A popular Nevada (former) slam poet and travelling urban storyteller, Figler has toured the United States at many festivals and events as a featured performer. Most notably, since 1997, he has been featured at SxSW, Bumbershoot, North by Northwest, the National Poetry Slam competition, the Porchlight storytelling series in San Francisco, the Back Fence PDX storytelling series in Portland, Oregon, HEEB storytelling and the SF Sketchfest 2011 & 2012. In Nevada, he tours as part of the Tumblewords initiative through the Nevada Arts Council bringing literary events to rural Nevada towns. In 1998, he created a one-man show called "Dayvid Figler IS Jim Morrison in Hello I Love You, Where You Folks From?". In 2006, he was named Best Las Vegas Poet by the readers of LV CityLife weekly.
In October 2010, Figler took his storytelling experiences further by producing Las Vegas' premier storytelling series, The Tell.

In 2000, he began as a featured commentator on radio station, KNPR in Las Vegas and his audio essays are archived under the banner "Ain't Necessarily So" on the station's website. A number of those commentaries were broadcast nationally on NPR's All Things Considered. In 2002, 2003 and then again in 2005, his essays were named Best Radio Program by the Electronic Media Awards, Las Vegas' primary broadcast media awards. In 2003, he was also named Best Radio Personality by reader's poll of the Las Vegas Review-Journal, Nevada's largest circulation daily paper. In 2013, the Vegas Valley Book Festival awarded the individual Crystal Bookmark Award to Figler for his lifelong contribution to the cause of literary awareness in Southern Nevada.

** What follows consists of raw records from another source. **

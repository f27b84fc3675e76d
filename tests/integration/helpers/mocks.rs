// Copyright (c) 2025 Kirky.X
//
// Licensed under the MIT License
// See LICENSE file in the project root for full license information.

use async_trait::async_trait;
use chrono::Utc;
use contentflow::capabilities::traits::{
    AccessError, ApprovedContentStore, CollectedMetrics, ContentGenerator, GeneratedDraft,
    GenerationRequest, GeneratorError, MetricsCollector, MetricsError, PublishOptions,
    PublishReceipt, Publisher, PublisherError, ResearchProvider,
};
use contentflow::domain::models::content::{ApprovedContent, ResearchJob, SourceDocument};
use contentflow::domain::models::site::SiteConfig;
use dashmap::DashMap;
use std::sync::atomic::{AtomicUsize, Ordering};
use std::sync::Arc;
use tokio::sync::Semaphore;
use uuid::Uuid;

/// 固定研究结果的提供方
pub struct StaticResearchProvider {
    jobs: DashMap<Uuid, ResearchJob>,
}

impl StaticResearchProvider {
    pub fn new() -> Self {
        Self {
            jobs: DashMap::new(),
        }
    }

    pub fn insert(&self, job: ResearchJob) {
        self.jobs.insert(job.id, job);
    }
}

#[async_trait]
impl ResearchProvider for StaticResearchProvider {
    async fn get_research_job(&self, id: Uuid) -> Result<Option<ResearchJob>, AccessError> {
        Ok(self.jobs.get(&id).map(|j| j.value().clone()))
    }
}

/// 产出与源材料无关文本的生成器
///
/// 可选的信号量门闸用于在测试中控制任务完成节奏。
pub struct UnrelatedTextGenerator {
    pub calls: AtomicUsize,
    pub gate: Option<Arc<Semaphore>>,
}

impl UnrelatedTextGenerator {
    pub fn new() -> Self {
        Self {
            calls: AtomicUsize::new(0),
            gate: None,
        }
    }

    pub fn gated(gate: Arc<Semaphore>) -> Self {
        Self {
            calls: AtomicUsize::new(0),
            gate: Some(gate),
        }
    }
}

#[async_trait]
impl ContentGenerator for UnrelatedTextGenerator {
    async fn generate(
        &self,
        request: &GenerationRequest,
    ) -> Result<GeneratedDraft, GeneratorError> {
        if let Some(gate) = &self.gate {
            let permit = gate
                .acquire()
                .await
                .map_err(|e| GeneratorError::Provider(e.to_string()))?;
            permit.forget();
        }
        let n = self.calls.fetch_add(1, Ordering::SeqCst);
        Ok(GeneratedDraft {
            title: format!("Fresh perspective number {}", n),
            body: "Orchards thrive under patient stewardship. Beekeeping rewards \
                   meticulous observation across seasons. Pruning calendars differ \
                   sharply between hemispheres and cultivars."
                .to_string(),
            excerpt: "Stewardship notes.".to_string(),
            provider: "mock-provider".to_string(),
            meta_description: Some("Orchard stewardship notes".to_string()),
        })
    }
}

/// 逐字复述源材料的生成器，触发唯一性门禁
pub struct EchoGenerator {
    sources_text: String,
}

impl EchoGenerator {
    pub fn new(sources: &[SourceDocument]) -> Self {
        Self {
            sources_text: sources
                .iter()
                .map(|s| s.content.as_str())
                .collect::<Vec<_>>()
                .join(" "),
        }
    }
}

#[async_trait]
impl ContentGenerator for EchoGenerator {
    async fn generate(
        &self,
        _request: &GenerationRequest,
    ) -> Result<GeneratedDraft, GeneratorError> {
        Ok(GeneratedDraft {
            title: "Copied".to_string(),
            body: self.sources_text.clone(),
            excerpt: self.sources_text.clone(),
            provider: "mock-provider".to_string(),
            meta_description: None,
        })
    }
}

/// 总是限流的生成器
pub struct RateLimitedGenerator {
    pub calls: AtomicUsize,
}

impl RateLimitedGenerator {
    pub fn new() -> Self {
        Self {
            calls: AtomicUsize::new(0),
        }
    }
}

#[async_trait]
impl ContentGenerator for RateLimitedGenerator {
    async fn generate(
        &self,
        _request: &GenerationRequest,
    ) -> Result<GeneratedDraft, GeneratorError> {
        self.calls.fetch_add(1, Ordering::SeqCst);
        Err(GeneratorError::RateLimit {
            retry_after_secs: Some(1),
        })
    }
}

/// 记录发布调用的发布器
pub struct RecordingPublisher {
    pub connection_ok: bool,
    pub published: DashMap<Uuid, String>,
    counter: AtomicUsize,
}

impl RecordingPublisher {
    pub fn new(connection_ok: bool) -> Self {
        Self {
            connection_ok,
            published: DashMap::new(),
            counter: AtomicUsize::new(0),
        }
    }
}

#[async_trait]
impl Publisher for RecordingPublisher {
    async fn check_connection(&self, _credentials_id: &str) -> Result<(), PublisherError> {
        if self.connection_ok {
            Ok(())
        } else {
            Err(PublisherError::Connection(
                "destination unreachable".to_string(),
            ))
        }
    }

    async fn publish(
        &self,
        content: &ApprovedContent,
        destination: &SiteConfig,
        _options: &PublishOptions,
    ) -> Result<PublishReceipt, PublisherError> {
        let n = self.counter.fetch_add(1, Ordering::SeqCst);
        let external_id = format!("post-{}", n);
        self.published.insert(content.id, destination.id.clone());
        Ok(PublishReceipt {
            external_id: external_id.clone(),
            external_url: format!("https://{}.example.com/{}", destination.id, external_id),
            published_at: Utc::now(),
        })
    }
}

/// 内存已审核内容库
pub struct StaticContentStore {
    contents: DashMap<Uuid, ApprovedContent>,
}

impl StaticContentStore {
    pub fn new() -> Self {
        Self {
            contents: DashMap::new(),
        }
    }

    pub fn insert(&self, content: ApprovedContent) {
        self.contents.insert(content.id, content);
    }
}

#[async_trait]
impl ApprovedContentStore for StaticContentStore {
    async fn get_by_id(&self, content_id: Uuid) -> Result<Option<ApprovedContent>, AccessError> {
        Ok(self.contents.get(&content_id).map(|c| c.value().clone()))
    }
}

/// 固定读数的指标采集器
pub struct StaticCollector {
    pub metrics: CollectedMetrics,
}

#[async_trait]
impl MetricsCollector for StaticCollector {
    async fn fetch(&self, _external_post_id: &str) -> Result<CollectedMetrics, MetricsError> {
        Ok(self.metrics)
    }
}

A frequent contributor to Las Vegas weekly and monthly magazines, his first national magazine article was the main feature for the Politics issue of Heeb (magazine), where he profiled (former) Las Vegas Mayor Oscar Goodman and he's since taken up writing legal creative non-fiction for nsfwcorp.

In 2005, Portland small press, Future Tense, published his short fictional work of humor, GROPE, about two Las Vegas natives finding a connection in a strip club. Figler is a contributor to Las Vegas guidebooks, including Time Out and also has stories or poems in a number of anthologies including In the Shadow of the Strip (University of Nevada Press), Literary Nevada (University of Nevada Press), The Perpetual Engine of Hope (CityLife Books) Poetry Slam (Manic D Press) and Nevada: 150 years in the Silver State (University of Nevada Press).

Rumors abound of a reunion of the seminal "goofcore" punk rock polka band, Tippy Elvis, where Figler served as lead vocalist and primary lyricist. Popular in Las Vegas in the mid-90s, the band did reunite for one show as a surprise to Figler on his 40th birthday and a second show in 2011 at the Artifice bar as part of the Neon Reverb Music Festival. During its heyday, Tippy Elvis was an opening act for Mojo Nixon, Boiled in Lead and Idiot Flesh.